Research and development expenses were $69.4 million for the three months ended September 30, 2025, compared to $77.0 million for the three months ended September 30, 2024, a decrease of $7.7 million. This decrease was primarily driven by reductions of $15.0 million in personnel-related compensation and benefits expenses, $8.0 million in rent and facilities expenses, $4.4 million in depreciation and amortization, $2.2 million in laboratory supplies, $2.0 million in allocated overhead expenses (reclassified from R&D to G&A and cost of sales), $1.1 million in temporary labor and contractors, and $0.6 million in other operating expenses. These decreases were partially offset by an increase of $22.5 million in information technology expenses primarily due to a shortfall in contractually committed spending related to our strategic cloud and AI partnership with Google Cloud (see Note 10 of our condensed consolidated financial statements included elsewhere in this Quarterly Report on Form 10-Q) and $3.1 million in stock-based compensation expense (inclusive of employer payroll taxes).

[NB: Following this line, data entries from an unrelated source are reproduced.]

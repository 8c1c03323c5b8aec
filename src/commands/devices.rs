use crate::device::{self, ChdkDevice};
use crate::types::{CaptureMode, DeviceFilter, DeviceInfo};
use serde::{Deserialize, Serialize};
use std::collections::HashMap;
use std::sync::{Arc, Mutex as SyncMutex};
use tauri::command;
use tokio::sync::RwLock;

// Open sessions by handle; the map is async-locked, each session sync-locked
lazy_static::lazy_static! {
    static ref DEVICE_REGISTRY: Arc<RwLock<HashMap<String, RegisteredDevice>>> = Arc::new(RwLock::new(HashMap::new()));
}

// Identification is copied out of the session at registration
struct RegisteredDevice {
    info: DeviceInfo,
    session: Arc<SyncMutex<ChdkDevice>>,
}

/// An open session as reported to the frontend
#[derive(Debug, Clone, Serialize, Deserialize)]
pub struct ConnectedDevice {
    pub handle: String,
    pub info: DeviceInfo,
}

/// Put an open session into the registry and return its handle.
pub async fn register_device(device: ChdkDevice) -> String {
    let handle = uuid::Uuid::new_v4().to_string();
    log::debug!("Registering {} as {}", device.info().address(), handle);
    let entry = RegisteredDevice {
        info: device.info().clone(),
        session: Arc::new(SyncMutex::new(device)),
    };
    let mut registry = DEVICE_REGISTRY.write().await;
    registry.insert(handle.clone(), entry);
    handle
}

async fn get_device(handle: &str) -> Result<Arc<SyncMutex<ChdkDevice>>, String> {
    let registry = DEVICE_REGISTRY.read().await;
    registry
        .get(handle)
        .map(|entry| Arc::clone(&entry.session))
        .ok_or_else(|| format!("No open device with handle {}", handle))
}

/// Run blocking work against a registered session.
pub(crate) async fn with_device<T, F>(handle: &str, f: F) -> Result<T, String>
where
    T: Send + 'static,
    F: FnOnce(&mut ChdkDevice) -> crate::errors::Result<T> + Send + 'static,
{
    let device = get_device(handle).await?;
    tokio::task::spawn_blocking(move || {
        let mut guard = device.lock().map_err(|_| "Mutex poisoned".to_string())?;
        f(&mut *guard).map_err(|e| e.to_string())
    })
    .await
    .map_err(|e| format!("Task join error: {}", e))?
}

/// List CHDK cameras on the USB bus
#[command]
pub async fn list_chdk_devices() -> Result<Vec<DeviceInfo>, String> {
    let result = tokio::task::spawn_blocking(device::list_devices)
        .await
        .map_err(|e| format!("Task join error: {}", e))?;
    match result {
        Ok(devices) => {
            log::info!("Found {} CHDK devices", devices.len());
            for info in &devices {
                log::debug!(
                    "Device: {} at {} (CHDK API {})",
                    info.model_name,
                    info.address(),
                    info.chdk_api
                );
            }
            Ok(devices)
        }
        Err(e) => {
            log::error!("Failed to list devices: {}", e);
            Err(format!("Failed to list devices: {}", e))
        }
    }
}

/// List CHDK cameras matching a filter
#[command]
pub async fn find_chdk_devices(filter: DeviceFilter) -> Result<Vec<DeviceInfo>, String> {
    let devices = list_chdk_devices().await?;
    Ok(devices
        .into_iter()
        .filter(|info| filter.matches(info))
        .collect())
}

/// Open a session to a camera, returning its handle
#[command]
pub async fn connect_device(info: DeviceInfo) -> Result<String, String> {
    log::info!("Connecting to {} at {}", info.model_name, info.address());
    let device = tokio::task::spawn_blocking(move || ChdkDevice::open(&info))
        .await
        .map_err(|e| format!("Task join error: {}", e))?
        .map_err(|e| {
            log::error!("Failed to connect: {}", e);
            format!("Failed to connect: {}", e)
        })?;
    Ok(register_device(device).await)
}

/// Close a session and remove it from the registry
#[command]
pub async fn disconnect_device(handle: String) -> Result<(), String> {
    let device = {
        let mut registry = DEVICE_REGISTRY.write().await;
        registry
            .remove(&handle)
            .ok_or_else(|| format!("No open device with handle {}", handle))?
            .session
    };
    tokio::task::spawn_blocking(move || {
        let mut guard = device.lock().map_err(|_| "Mutex poisoned".to_string())?;
        guard.disconnect().map_err(|e| e.to_string())
    })
    .await
    .map_err(|e| format!("Task join error: {}", e))??;
    log::info!("Closed device {}", handle);
    Ok(())
}

/// List open sessions
#[command]
pub async fn list_connected_devices() -> Result<Vec<ConnectedDevice>, String> {
    let registry = DEVICE_REGISTRY.read().await;
    Ok(registry
        .iter()
        .map(|(handle, entry)| ConnectedDevice {
            handle: handle.clone(),
            info: entry.info.clone(),
        })
        .collect())
}

/// Check whether a session's camera still answers
#[command]
pub async fn is_device_connected(handle: String) -> Result<bool, String> {
    with_device(&handle, |device| device.is_connected()).await
}

#[command]
pub async fn get_device_mode(handle: String) -> Result<CaptureMode, String> {
    with_device(&handle, |device| device.mode()).await
}

/// Switch between play and record mode
#[command]
pub async fn switch_device_mode(handle: String, mode: CaptureMode) -> Result<(), String> {
    log::info!("Switching device {} to {} mode", handle, mode);
    with_device(&handle, move |device| device.switch_mode(mode)).await
}

#[command]
pub async fn reconnect_device(handle: String, wait_ms: Option<u64>) -> Result<(), String> {
    with_device(&handle, move |device| device.reconnect(wait_ms)).await
}

/// Reboot the camera, optionally into a boot file on its card
#[command]
pub async fn reboot_device(
    handle: String,
    wait_ms: Option<u64>,
    bootfile: Option<String>,
) -> Result<(), String> {
    log::info!("Rebooting device {}", handle);
    with_device(&handle, move |device| device.reboot(wait_ms, bootfile.as_deref())).await
}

Research and development expenses were $193.6 million for the nine months ended September 30, 2025, compared to $347.7 million for the nine months ended September 30, 2024, a decrease of $154.0 million. This decrease was primarily driven by reductions of $54.6 million in personnel-related compensation and benefits expenses (net of $2.6 million tax credit), $30.3 million in rent and facilities expenses, $23.8 million in stock-based compensation expense (inclusive of employer payroll taxes), $19.8 million in acquired in-process research and development expense, $15.8 million in laboratory supplies, $8.4 million in allocated overhead expenses (reclassified from R&D to G&A and cost of sales), $6.3 million in depreciation and amortization, $4.5 million in temporary labor, and contractors and $1.5 million in other operating expenses. These decreases were partially offset by an increase of $11.0 million in information technology expenses primarily due to a shortfall in contractually committed spending related to the our strategic cloud and AI partnership with Google Cloud (see Note 10 of our condensed consolidated financial statements included elsewhere in this Quarterly Report on Form 10-Q).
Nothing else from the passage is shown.